Alexa Chilcutt is a communication strategist, published author, and the University of Alabama’s public speaking program director. Listen to this podcast to benefit from her expert insights.
In This Episode, You’ll Learn…
- What organizational inertia is and how to overcome it
- Why you should re-examine processes routinely to discover what’s working and what’s not
- The importance of remaining agile and pivoting when necessary — like the current pandemic causing disruptions to every industry
- Why you shouldn’t promote people just because they are the best at their jobs
- How off-site retreats can improve your company culture
- The importance of self-awareness, emotional intelligence, and self-regulation throughout your organization
- Why you shouldn’t allow your business to grow stagnant
Quotables
- “We all get stuck. We’ve figured out processes that work.
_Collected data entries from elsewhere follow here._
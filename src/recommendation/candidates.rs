use std::cmp::Reverse;

use itertools::Itertools;

use crate::{
    attribution::SavingsAttribution,
    dispatch::DispatchDecision,
    plan::Plan,
    quantity::{cost::Cost, energy::KilowattHours, power::Kilowatts, rate::KilowattHourRate},
    recommendation::{Recommendation, RecommendationKind},
    settings::RecommendationSettings,
};

const TIME_FORMAT: &str = "%H:%M";

fn min_confidence<'a>(decisions: impl IntoIterator<Item = &'a DispatchDecision>) -> f64 {
    decisions.into_iter().map(DispatchDecision::effective_confidence).fold(1.0, f64::min)
}

/// Fixed appliances that would be cheaper to start later within their window.
pub fn shift_appliance(plan: &Plan) -> Vec<Recommendation> {
    let n_slots = plan.dispatch.len();
    plan.appliances
        .iter()
        .filter(|appliance| {
            !appliance.deferrable
                && appliance.duration_slots != 0
                && appliance.end_slot(appliance.earliest_start).is_some_and(|end| end <= n_slots)
        })
        .filter_map(|appliance| {
            let duration = appliance.duration_slots;
            let cost_at = |start: usize| -> Cost {
                plan.dispatch[start..start + duration]
                    .iter()
                    .map(|decision| {
                        appliance.power * decision.interval.hours() * decision.tariff_rate
                    })
                    .sum()
            };
            let current_cost = cost_at(appliance.earliest_start);
            let last_start = appliance.latest_start.min(n_slots - duration);
            let (best_start, best_cost) = (appliance.earliest_start..=last_start)
                .map(|start| (start, cost_at(start)))
                .min_by_key(|(start, cost)| (*cost, *start))?;
            let saving = current_cost - best_cost;
            if saving <= Cost::ZERO {
                return None;
            }
            let current = &plan.dispatch[appliance.earliest_start];
            let best = &plan.dispatch[best_start];
            Some(Recommendation {
                kind: RecommendationKind::ShiftAppliance,
                affected_entity: appliance.id.clone(),
                expected_saving: saving,
                confidence: min_confidence(&plan.dispatch[best_start..best_start + duration]),
                priority: 0,
                earliest_start: current.interval.start,
                summary: format!(
                    "Start {} at {} instead of {} to save {saving}",
                    appliance.id,
                    best.interval.start.format(TIME_FORMAT),
                    current.interval.start.format(TIME_FORMAT),
                ),
            })
        })
        .collect()
}

/// Days with a large spread between the cheapest and the most expensive slot.
pub fn price_spread(plan: &Plan, settings: &RecommendationSettings) -> Vec<Recommendation> {
    let days = plan.dispatch.iter().chunk_by(|decision| decision.interval.start.date());
    days.into_iter()
        .filter_map(|(date, day)| {
            let day = day.collect_vec();
            let cheapest = day.iter().min_by_key(|decision| decision.tariff_rate)?;
            let priciest = day
                .iter()
                .max_by_key(|decision| (decision.tariff_rate, Reverse(decision.interval.start)))?;
            if priciest.tariff_rate <= KilowattHourRate::ZERO {
                return None;
            }
            let spread = priciest.tariff_rate - cheapest.tariff_rate;
            if spread <= KilowattHourRate::ZERO
                || spread / priciest.tariff_rate < settings.spread_ratio
            {
                return None;
            }
            Some(Recommendation {
                kind: RecommendationKind::PriceSpread,
                affected_entity: date.to_string(),
                expected_saving: settings.shiftable_energy * spread,
                confidence: min_confidence([*cheapest, *priciest]),
                priority: 0,
                earliest_start: cheapest.interval.start.min(priciest.interval.start),
                summary: format!(
                    "Move {} of usage from {} ({}) to {} ({})",
                    settings.shiftable_energy,
                    priciest.interval.start.format(TIME_FORMAT),
                    priciest.tariff_rate,
                    cheapest.interval.start.format(TIME_FORMAT),
                    cheapest.tariff_rate,
                ),
            })
        })
        .collect()
}

/// Contiguous windows of exported solar production.
pub fn solar_surplus(plan: &Plan) -> Vec<Recommendation> {
    let runs = plan.dispatch.iter().chunk_by(|decision| decision.solar_exported > Kilowatts::ZERO);
    runs.into_iter()
        .filter(|(is_exporting, _)| *is_exporting)
        .filter_map(|(_, run)| {
            let run = run.collect_vec();
            let (first, last) = (run.first()?, run.last()?);
            let exported: KilowattHours = run
                .iter()
                .map(|decision| decision.solar_exported * decision.interval.hours())
                .sum();
            let saving: Cost = run
                .iter()
                .map(|decision| {
                    decision.solar_exported
                        * decision.interval.hours()
                        * (decision.tariff_rate - plan.feed_in_rate).max(KilowattHourRate::ZERO)
                })
                .sum();
            Some(Recommendation {
                kind: RecommendationKind::SolarSurplus,
                affected_entity: first.interval.start.format("%Y-%m-%d %H:%M").to_string(),
                expected_saving: saving,
                confidence: min_confidence(run.iter().copied()),
                priority: 0,
                earliest_start: first.interval.start,
                summary: format!(
                    "Run flexible loads between {} and {} to use {exported} of exported solar",
                    first.interval.start.format(TIME_FORMAT),
                    last.interval.end.format(TIME_FORMAT),
                ),
            })
        })
        .collect()
}

/// Realized consumption that leaned towards the expensive periods.
pub fn off_peak_usage(plan: &Plan, attribution: &SavingsAttribution) -> Option<Recommendation> {
    if attribution.tariff_shift >= Cost::ZERO {
        return None;
    }
    let saving = -attribution.tariff_shift;
    Some(Recommendation {
        kind: RecommendationKind::OffPeakUsage,
        affected_entity: "consumption".to_owned(),
        expected_saving: saving,
        confidence: 1.0,
        priority: 0,
        earliest_start: plan.dispatch.first()?.interval.start,
        summary: format!(
            "Usage is concentrated in expensive periods, a flat profile would save {saving}"
        ),
    })
}
use chrono::{Local, NaiveDateTime};
use clap::Parser;
use tariff_pilot::prelude::*;

use crate::{
    cli::{ScenarioArgs, scenario::Scenario},
    tables::build_tariff_table,
};

#[derive(Parser)]
pub struct RateArgs {
    #[clap(flatten)]
    pub scenario: ScenarioArgs,

    /// Local wall-clock time, for example `2025-06-01T14:30:00`; defaults to now.
    #[clap(long = "at")]
    pub at: Option<NaiveDateTime>,
}

#[instrument(skip_all)]
pub fn rate(args: &RateArgs) -> Result {
    let schedule = Scenario::read_from(&args.scenario.path)?.schedule()?;
    let at = args.at.unwrap_or_else(|| Local::now().naive_local());
    let period = schedule.period_at(at);
    println!("{}", build_tariff_table(&schedule, period));
    info!(
        %at,
        label = %period.label,
        rate = %period.rate,
        day_average = %schedule.day_average_rate(),
        "active period",
    );
    match schedule.next_change(at) {
        Some((changes_at, next)) => {
            info!(%changes_at, label = %next.label, rate = %next.rate, "next change");
        }
        None => info!("the rate never changes"),
    }
    Ok(())
}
And a lot of times buying into those processes that work, that thing has worked for you for us, and so we don’t typically stop to re-examine how well it’s working currently.” – Alexa Chilcut
- “Communication is the key to everything. The way that you clearly communicate, clearly express what you need from others.” – Alexa Chilcut
- “It’s not someone’s technical expertise that translates into success. It’s really about how they communicate vision and goals and objectives and processes and team culture.” – Alexa Chilcut
- “There are no perfect leaders. There are no perfect communicators. We’re all kind of in a process, hopefully of continually polishing ourselves.” – Alexa Chilcut
- “So it’s a lot about coaching and self-awareness, emotional intelligence, self-regulation. Asking how do we create a plan for improving.” – Alexa Chilcut
- “We constantly need to shift and adapt to not fall into a state of entropy. Whether that’s as a leader. Whether that is as an organization or personally, professionally.” – Alexa Chilcut
Links & Resources Mentioned…
- Alexa’s LinkedIn Profile
- Disruptive Leadership: Apple and the Technology of Caring Deeply – Nine Keys to Organizational Excellence and Global Impact by Rich Kao
Don’t Miss an Episode!
We provide every episode in audio, text, and video so you can learn what you need to get unstuck no matter how you learn best. Head to http://unstuck.show to subscribe and view past episodes.
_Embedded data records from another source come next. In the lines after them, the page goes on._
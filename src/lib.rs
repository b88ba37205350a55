#![allow(clippy::doc_markdown)]
#![doc = include_str!("../README.md")]

pub mod attribution;
pub mod battery;
pub mod dispatch;
pub mod engine;
pub mod forecast;
pub mod interval;
pub mod plan;
pub mod prelude;
pub mod quantity;
pub mod recommendation;
pub mod scheduler;
pub mod settings;
pub mod tariff;

#[cfg(test)]
mod fixtures;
Mike O'Neill: Hello and welcome back to the Get Unstuck & On Target Podcast. I'm Mike O'Neil with Bench Builders, and we're speaking with thought leaders to uncover tips to help you break down the barriers that are keeping you or your business stuck.
Joining me today from Tuscaloosa, Alabama is Dr. Alexa Chilcutt — welcome Alexa.
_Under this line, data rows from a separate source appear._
use bon::Builder;
use chrono::{NaiveDateTime, NaiveTime, TimeDelta};
use serde::{Deserialize, Serialize};
use serde_with::{DurationSeconds, serde_as};

use crate::{
    forecast::{Forecast, ForecastPoint, InvalidForecastError},
    interval::Interval,
    prelude::*,
    quantity::{Quantity, power::Kilowatts, rate::KilowattHourRate},
    tariff::TariffSchedule,
};

/// Externally supplied forecast value over an arbitrary time span.
#[serde_as]
#[derive(Clone, Debug, PartialEq, Serialize, Deserialize)]
pub struct RawSample {
    pub start: NaiveDateTime,

    #[serde_as(as = "DurationSeconds<i64>")]
    #[serde(rename = "duration_secs")]
    pub duration: TimeDelta,

    #[serde(rename = "consumption_kw")]
    pub consumption: Kilowatts,

    #[serde(rename = "solar_kw", default)]
    pub solar: Kilowatts,

    #[serde(default)]
    pub rate: Option<KilowattHourRate>,

    #[serde(default)]
    pub confidence: Option<f64>,
}

impl RawSample {
    pub fn interval(&self) -> Interval {
        Interval::starting_at(self.start, self.duration)
    }

    const fn is_finite(&self) -> bool {
        self.consumption.is_finite()
            && self.solar.is_finite()
            && match self.rate {
                Some(rate) => rate.is_finite(),
                None => true,
            }
    }
}

/// Normalizes raw forecast samples into the uniform slot grid of the engine.
///
/// Slot boundaries are multiples of the slot width since midnight, so a leading partial slot
/// is dropped just like a trailing one. This is not a forecasting model: the values are
/// resampled, never predicted.
#[derive(Builder)]
pub struct ForecastAdapter<'a> {
    slot_width: TimeDelta,

    /// Longest accepted horizon, the rest is truncated.
    max_slots: usize,

    /// Authoritative source of slot rates, when installed.
    schedule: Option<&'a TariffSchedule>,
}

/// Time-weighted accumulator of the samples overlapping a single slot.
#[derive(Default)]
struct SlotAccumulator {
    covered_seconds: f64,
    consumption: f64,
    solar: f64,
    rate: f64,
    has_missing_rate: bool,
    confidence: Option<f64>,
}

impl SlotAccumulator {
    fn add(&mut self, sample: &RawSample, overlap: Interval) {
        let seconds = overlap.duration().as_seconds_f64();
        self.covered_seconds += seconds;
        self.consumption += sample.consumption.0 * seconds;
        self.solar += sample.solar.0 * seconds;
        match sample.rate {
            Some(rate) => self.rate += rate.0 * seconds,
            None => self.has_missing_rate = true,
        }
        if let Some(confidence) = sample.confidence {
            self.confidence =
                Some(self.confidence.map_or(confidence, |current| current.min(confidence)));
        }
    }
}

impl ForecastAdapter<'_> {
    #[instrument(skip_all, fields(n_samples = samples.len(), slot_width = ?self.slot_width))]
    pub fn normalize(&self, samples: &[RawSample]) -> Result<Forecast, InvalidForecastError> {
        if self.slot_width <= TimeDelta::zero() {
            return Err(InvalidForecastError::NonPositiveSlotWidth);
        }
        Self::validate_samples(samples)?;
        let (Some(first), Some(last)) = (samples.first(), samples.last()) else {
            return Ok(Forecast::empty(self.slot_width));
        };

        let origin = align_up(first.start, self.slot_width);
        if origin != first.start {
            debug!(%origin, start = %first.start, "dropping the leading partial slot");
        }
        let span = last.interval().end - origin;
        if span <= TimeDelta::zero() {
            return Ok(Forecast::empty(self.slot_width));
        }
        #[expect(clippy::cast_possible_truncation, clippy::cast_sign_loss)]
        let mut n_slots =
            (span.as_seconds_f64() / self.slot_width.as_seconds_f64()).floor() as usize;
        if n_slots > self.max_slots {
            info!(n_slots, self.max_slots, "truncating the forecast to the maximum horizon");
            n_slots = self.max_slots;
        }

        let mut points = Vec::with_capacity(n_slots);
        let mut first_overlapping = 0;
        let mut slot = Interval::starting_at(origin, self.slot_width);
        for _ in 0..n_slots {
            let mut accumulator = SlotAccumulator::default();
            for sample in samples[first_overlapping..]
                .iter()
                .take_while(|sample| sample.start < slot.end)
            {
                if let Some(overlap) = sample.interval().intersection(slot) {
                    accumulator.add(sample, overlap);
                }
            }
            while first_overlapping < samples.len()
                && samples[first_overlapping].interval().end <= slot.end
            {
                first_overlapping += 1;
            }
            points.push(self.build_point(slot, &accumulator)?);
            slot = Interval::starting_at(slot.end, self.slot_width);
        }

        debug!(n_points = points.len(), "normalized");
        Forecast::try_new(self.slot_width, points)
    }

    fn validate_samples(samples: &[RawSample]) -> Result<(), InvalidForecastError> {
        for (index, sample) in samples.iter().enumerate() {
            if sample.duration <= TimeDelta::zero() {
                return Err(InvalidForecastError::EmptySample { index });
            }
            if !sample.is_finite() {
                return Err(InvalidForecastError::NonFinite { index });
            }
            if index != 0 && sample.start < samples[index - 1].interval().end {
                return Err(InvalidForecastError::UnorderedSamples { index });
            }
        }
        Ok(())
    }

    fn build_point(
        &self,
        slot: Interval,
        accumulator: &SlotAccumulator,
    ) -> Result<ForecastPoint, InvalidForecastError> {
        let slot_seconds = slot.duration().as_seconds_f64();
        if accumulator.covered_seconds + 1e-6 < slot_seconds {
            return Err(InvalidForecastError::Gap { at: slot.start });
        }
        let tariff_rate = match self.schedule {
            Some(schedule) => schedule.average_rate(slot.start, slot.end),
            None if accumulator.has_missing_rate => {
                return Err(InvalidForecastError::MissingRate { at: slot.start });
            }
            None => Quantity(accumulator.rate / slot_seconds),
        };
        Ok(ForecastPoint {
            timestamp: slot.start,
            consumption: Quantity(accumulator.consumption / slot_seconds),
            solar: Quantity(accumulator.solar / slot_seconds),
            tariff_rate,
            confidence: accumulator.confidence,
        })
    }
}

/// First slot boundary at or after the timestamp.
fn align_up(timestamp: NaiveDateTime, slot_width: TimeDelta) -> NaiveDateTime {
    let midnight = timestamp.date().and_time(NaiveTime::MIN);
    let width = slot_width.num_milliseconds().max(1);
    let elapsed = (timestamp - midnight).num_milliseconds();
    midnight + TimeDelta::milliseconds((elapsed + width - 1) / width * width)
}

#[cfg(test)]
mod tests {
    use approx::assert_abs_diff_eq;

    use super::*;
    use crate::fixtures::{at, example_schedule};

    fn sample(start: NaiveDateTime, minutes: i64, consumption: f64) -> RawSample {
        RawSample {
            start,
            duration: TimeDelta::minutes(minutes),
            consumption: Quantity(consumption),
            solar: Kilowatts::ZERO,
            rate: Some(Quantity(4.0)),
            confidence: None,
        }
    }

    fn adapter(schedule: Option<&TariffSchedule>) -> ForecastAdapter<'_> {
        ForecastAdapter::builder()
            .slot_width(TimeDelta::minutes(15))
            .max_slots(672)
            .maybe_schedule(schedule)
            .build()
    }

    #[test]
    fn test_hourly_samples_are_split_into_slots() {
        let samples = [sample(at(0, 0), 60, 2.0), sample(at(1, 0), 60, 3.0)];
        let forecast = adapter(None).normalize(&samples).unwrap();
        assert_eq!(forecast.len(), 8);
        assert_eq!(forecast.points()[3].consumption, Quantity(2.0));
        assert_eq!(forecast.points()[4].consumption, Quantity(3.0));
        assert_eq!(forecast.points()[4].timestamp, at(1, 0));
    }

    #[test]
    fn test_fine_samples_are_averaged() {
        let samples = [
            sample(at(0, 0), 5, 1.0),
            sample(at(0, 5), 5, 2.0),
            sample(at(0, 10), 5, 3.0),
            sample(at(0, 15), 5, 3.0),
        ];
        let forecast = adapter(None).normalize(&samples).unwrap();
        // The trailing partial slot is dropped:
        assert_eq!(forecast.len(), 1);
        assert_abs_diff_eq!(forecast.points()[0].consumption.0, 2.0);
    }

    #[test]
    fn test_gap() {
        let samples = [sample(at(0, 0), 15, 1.0), sample(at(0, 30), 15, 1.0)];
        assert_eq!(
            adapter(None).normalize(&samples).unwrap_err(),
            InvalidForecastError::Gap { at: at(0, 15) },
        );
    }

    #[test]
    fn test_overlapping_samples() {
        let samples = [sample(at(0, 0), 30, 1.0), sample(at(0, 15), 15, 1.0)];
        assert_eq!(
            adapter(None).normalize(&samples).unwrap_err(),
            InvalidForecastError::UnorderedSamples { index: 1 },
        );
    }

    #[test]
    fn test_missing_rate_without_schedule() {
        let mut samples = [sample(at(0, 0), 15, 1.0)];
        samples[0].rate = None;
        assert_eq!(
            adapter(None).normalize(&samples).unwrap_err(),
            InvalidForecastError::MissingRate { at: at(0, 0) },
        );
    }

    #[test]
    fn test_schedule_is_authoritative() {
        let schedule = example_schedule();
        let samples = [sample(at(11, 0), 120, 1.0)];
        let forecast = adapter(Some(&schedule)).normalize(&samples).unwrap();
        assert_eq!(forecast.points()[0].tariff_rate, Quantity(8.0));
        assert_eq!(forecast.points()[7].tariff_rate, Quantity(12.0));
    }

    #[test]
    fn test_minimum_confidence() {
        let mut samples = [sample(at(0, 0), 10, 1.0), sample(at(0, 10), 5, 1.0)];
        samples[0].confidence = Some(0.9);
        samples[1].confidence = Some(0.6);
        let forecast = adapter(None).normalize(&samples).unwrap();
        assert_eq!(forecast.points()[0].confidence, Some(0.6));
    }

    #[test]
    fn test_truncated_to_max_horizon() {
        let samples = [sample(at(0, 0), 24 * 60, 1.0)];
        let forecast = ForecastAdapter::builder()
            .slot_width(TimeDelta::minutes(15))
            .max_slots(10)
            .build()
            .normalize(&samples)
            .unwrap();
        assert_eq!(forecast.len(), 10);
    }

    #[test]
    fn test_grid_is_aligned_to_slot_width() {
        let samples = [sample(at(0, 7), 60, 2.0)];
        let forecast = adapter(None).normalize(&samples).unwrap();
        assert_eq!(forecast.len(), 3);
        assert_eq!(forecast.points()[0].timestamp, at(0, 15));
        assert_eq!(forecast.points()[2].timestamp, at(0, 45));
        assert_eq!(forecast.points()[0].consumption, Quantity(2.0));
    }

    #[test]
    fn test_shorter_than_first_aligned_slot() {
        let samples = [sample(at(0, 7), 10, 2.0)];
        assert!(adapter(None).normalize(&samples).unwrap().is_empty());
    }

    #[test]
    fn test_align_up() {
        let width = TimeDelta::minutes(15);
        assert_eq!(align_up(at(0, 0), width), at(0, 0));
        assert_eq!(align_up(at(0, 7), width), at(0, 15));
        assert_eq!(align_up(at(23, 50), width), at(0, 0) + TimeDelta::days(1));
    }

    #[test]
    fn test_empty() {
        assert!(adapter(None).normalize(&[]).unwrap().is_empty());
    }
}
Alexa Chilcutt: Glad to be here, Mike.
Mike O'Neill: I'm so glad you're with us. Let me share with the folks who are listening a little bit about you. Alexa is a communication strategist. She's an author, she's a professor and she serves as the director of the University of Alabama's public speaking program.
If that's not enough, she is also an executive education faculty member with John Hopkins Carey Business School. Alexa was a recent presenter to the association for talent development. And I saw her and just based on how she presented and how clearly she was able to get her ideas across, I thought she'd make a perfect guest for our audience of leaders.
Alexa, let's just jump right in. You've got obviously a very impressive academic background, but we're talking today about how might you, working with clients, help them kind of get unstuck and you, prior, mentioned this notion of inertia and how inertia can have impact on communication and the lack of inertia result in people getting stuck.
Elaborate. What do you mean by that? Please?
Alexa Chilcutt: I believe that inertia and, I will go ahead and just add onto your kind of bio for the audience. One of my favorite topics is leadership and I teach, I've also developed a couple of courses at the University of Alabama. One that is organizational assessment and intervention.
It's a graduate course, which we teach consulting. And another one is leadership and strategic communication that to ch to seniors who are majoring typically in communication studies. And I do a lot of executive education, as you said, and work with leadership and teams doing team retreats. And so the idea of organizational inertia is really this.
We all get stuck in. We've figured out processes that work. And a lot of times then buying into those processes that work, that thing has worked for you for us. And so we don't typically stop to re-examine how well it's working currently and are their needs situationally environmentally with our customers with, you know, we've just had this kind of, global pause here.
That's had to make us re-examine. So inertia is just getting stuck in the how to, and the day-to-day processes without really kind of stopping to re-examine what's working and what isn't working so well. And how do we need to look at things kind of from a fresh perspective?
Mike O'Neill: In preparing for our time together, you and I've had several conversations and I was really drawn to your work with teams.
And, what is it you do to kind of help them assess that. I'll go down the obvious path and we are in the midst of the the COVID pandemic. Under the best of circumstances, you're advising your clients to, don't just take things for granted. Step back and assess. What have you seen? COVID due to a sense of inertia for organizations. What's happened?
Alexa Chilcutt: You know, on some level, if we want to look really positively, I mean, we can say that it has made everybody have to stop.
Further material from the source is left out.